Whether you can’t wait to reunite with your favourite gym equipment or you’re understandably feeling reserved, if and when you do return, there will need to be a few changes. It’s important to safely ease back into the gym environment while considering others around you.
Is it safe to go back to the gym?
Gyms should have reopened following government guidance to put new safety measures in place. These changes make the gym a safer place, but it’s not a sure thing. If you’re at a higher risk of serious illness, it’s best to stick to the home workouts for now. Think you have COVID-19 symptoms? Forget the gym – stay home to protect yourself and others.
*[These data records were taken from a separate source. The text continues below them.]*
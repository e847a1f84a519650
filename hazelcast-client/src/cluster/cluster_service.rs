//! Local view of cluster membership.

use std::collections::HashSet;
use std::sync::RwLock;

use tokio::sync::broadcast;
use uuid::Uuid;

use crate::listener::{Member, MemberEvent};

/// Read access to the members the client currently knows about.
pub trait MemberDirectory: Send + Sync {
    /// Returns the known members in cluster order.
    fn members(&self) -> Vec<Member>;

    /// Returns the member with the given uuid.
    fn member(&self, uuid: Uuid) -> Option<Member>;
}

impl std::fmt::Debug for dyn MemberDirectory {
    fn fmt(&self, f: &mut std::fmt::Formatter<'_>) -> std::fmt::Result {
        f.write_str("MemberDirectory")
    }
}

/// In-memory member list fed by whatever tracks the cluster's member view.
///
/// Replacing the list publishes one [`MemberEvent`] per joined or departed
/// member; the connection manager closes connections to departed members.
#[derive(Debug)]
pub struct MemberList {
    members: RwLock<Vec<Member>>,
    events: broadcast::Sender<MemberEvent>,
}

impl MemberList {
    /// Creates an empty member list.
    pub fn new() -> Self {
        let (events, _) = broadcast::channel(64);
        Self {
            members: RwLock::new(Vec::new()),
            events,
        }
    }

    /// Subscribes to membership changes.
    pub fn subscribe(&self) -> broadcast::Receiver<MemberEvent> {
        self.events.subscribe()
    }

    /// Replaces the member view and publishes the differences.
    pub fn set_members(&self, members: Vec<Member>) {
        let previous = {
            let mut guard = self.members.write().unwrap_or_else(|e| e.into_inner());
            std::mem::replace(&mut *guard, members.clone())
        };

        let old: HashSet<Uuid> = previous.iter().map(Member::uuid).collect();
        let new: HashSet<Uuid> = members.iter().map(Member::uuid).collect();

        for member in previous.into_iter().filter(|m| !new.contains(&m.uuid())) {
            tracing::info!(member = %member, "member removed");
            let _ = self.events.send(MemberEvent::member_removed(member));
        }
        for member in members.into_iter().filter(|m| !old.contains(&m.uuid())) {
            tracing::info!(member = %member, "member added");
            let _ = self.events.send(MemberEvent::member_added(member));
        }
    }

    /// Forgets every member without publishing events; used when the client
    /// switches to another cluster.
    pub fn reset(&self) {
        self.members
            .write()
            .unwrap_or_else(|e| e.into_inner())
            .clear();
    }

    /// Returns the number of known members.
    pub fn len(&self) -> usize {
        self.members.read().unwrap_or_else(|e| e.into_inner()).len()
    }

    /// Returns true if no member is known.
    pub fn is_empty(&self) -> bool {
        self.len() == 0
    }
}

impl Default for MemberList {
    fn default() -> Self {
        Self::new()
    }
}

impl MemberDirectory for MemberList {
    fn members(&self) -> Vec<Member> {
        self.members
            .read()
            .unwrap_or_else(|e| e.into_inner())
            .clone()
    }

    fn member(&self, uuid: Uuid) -> Option<Member> {
        self.members
            .read()
            .unwrap_or_else(|e| e.into_inner())
            .iter()
            .find(|m| m.uuid() == uuid)
            .cloned()
    }
}

#[cfg(test)]
mod tests {
    use super::*;
    use crate::listener::MemberEventType;

    fn member(port: u16) -> Member {
        Member::new(Uuid::new_v4(), format!("127.0.0.1:{port}").parse().unwrap())
    }

    #[test]
    fn test_lookup() {
        let list = MemberList::new();
        let a = member(5701);
        list.set_members(vec![a.clone(), member(5702)]);

        assert_eq!(list.len(), 2);
        assert_eq!(list.member(a.uuid()), Some(a));
        assert!(list.member(Uuid::new_v4()).is_none());
    }

    #[tokio::test]
    async fn test_set_members_publishes_differences() {
        let list = MemberList::new();
        let a = member(5701);
        let b = member(5702);
        let c = member(5703);
        list.set_members(vec![a.clone(), b.clone()]);

        let mut events = list.subscribe();
        list.set_members(vec![a, c.clone()]);

        let first = events.recv().await.unwrap();
        assert_eq!(first.event_type, MemberEventType::Removed);
        assert_eq!(first.member, b);

        let second = events.recv().await.unwrap();
        assert_eq!(second.event_type, MemberEventType::Added);
        assert_eq!(second.member, c);
        assert!(events.try_recv().is_err());
    }

    #[test]
    fn test_reset_is_silent() {
        let list = MemberList::new();
        list.set_members(vec![member(5701)]);
        let mut events = list.subscribe();

        list.reset();
        assert!(list.is_empty());
        assert!(events.try_recv().is_err());
    }

    #[test]
    fn test_member_list_is_send_sync() {
        fn assert_send_sync<T: Send + Sync>() {}
        assert_send_sync::<MemberList>();
    }
}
Some of the new safety measures you’ll notice will include:
- Hand sanitiser stations
- More frequent cleaning by staff
- Limited capacity at one time
- Reduced class sizes with floor markings for distancing
- Spaced out equipment
- One-way systems and queues
How COVID-19 spreads in gyms and classes
There’s no denying that gyms and exercise classes are hot, sweaty environments. According to researchers, the spread of COVID-19 in gyms is down to the warmth and moisture in the air combined with people’s heavy breathing. Gyms with poor circulation and more crowded spaces create a bigger risk for transmitting the virus – that’s why social distancing is so important.
7 tips for a safe gym visit
1. Plan ahead
If your heart is set on getting back to your routine, be prepared. Give your gym a call to get an idea of how busy it is, and see if you need to book a time slot. Many facilities, classes and smaller spaces will only allow certain numbers at a time.
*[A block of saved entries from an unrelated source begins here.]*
//! Correlation, routing, retry and completion of invocations.

use std::collections::{HashMap, HashSet};
use std::sync::atomic::{AtomicBool, AtomicI64, Ordering};
use std::sync::{Arc, Mutex, Weak};
use std::time::Duration;

use tokio::sync::oneshot;
use tokio::time::Instant;

use hazelcast_core::protocol::codecs::backup::decode_backup_event;
use hazelcast_core::protocol::codecs::error::decode_error_response;
use hazelcast_core::protocol::constants::{EXCEPTION_MESSAGE_TYPE, IS_BACKUP_AWARE_FLAG};
use hazelcast_core::protocol::ClientMessage;
use hazelcast_core::{HazelcastError, Result};

use super::classifier::{error_from_holders, ErrorClassifier};
use super::invocation::{Invocation, InvocationRecord, InvocationTarget};
use super::schema::SchemaService;
use crate::cluster::{LifecycleService, PartitionOracle};
use crate::config::ClientConfig;
use crate::connection::{ClientState, Connection, ConnectionRegistry};
use crate::runtime::PeriodicTask;

/// Retries issued without pausing before the retry pause applies.
const MAX_FAST_INVOCATION_COUNT: u32 = 5;

/// Response of a submitted invocation.
#[derive(Debug)]
pub struct PendingResponse {
    correlation_id: i64,
    receiver: oneshot::Receiver<Result<ClientMessage>>,
}

impl PendingResponse {
    /// Returns the correlation id assigned to the invocation.
    pub fn correlation_id(&self) -> i64 {
        self.correlation_id
    }

    /// Waits for the invocation to complete.
    pub async fn response(self) -> Result<ClientMessage> {
        self.receiver.await.map_err(|_| {
            HazelcastError::ClientNotActive("invocation was abandoned".to_string())
        })?
    }
}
2. Get your kit on at home
There’s likely to be changing rooms open but using them isn’t encouraged. Get into your exercise gear at home so you can get straight on the machines without worrying about small spaces. Besides, it saves time!
3. Pack light
You might not be able to use the lockers (another thing to check when you call up in advance) so try to leave your valuables at home. Water fountains may be out of bounds so make sure you bring a bottle to keep hydrated.
4. Be kind to equipment
Most gyms will provide cleaning supplies, so use them! Give machinery and weights a wipe down before and after use. You might also want to take your own disinfectant wipes with you.
5. Keep the noise down
Shouting to other gym goers can cause a higher risk of transmission and is likely to worry people around you, so stick to solo sessions for the time being.
6. Don’t forget the public health advice
The hygiene advice still stands: wash your hands regularly for 20 seconds, catch your sneeze in a tissue and bin it, keep your distance from others and use hand sanitiser regularly. Your spotters will thank you.
7. Don’t push too hard
Before you go back, it’s important to evaluate your health and fitness levels. If you haven’t lifted heavy weights since early March, you may be putting yourself at risk of injury if you jump straight back into your previous routine. Start by putting less strain on your body and ask for advice from a health professional or personal trainer.
If it all sounds a little intimidating, don’t worry, you’re not alone. There are still plenty of ways to fit exercise into your daily life and workout at home.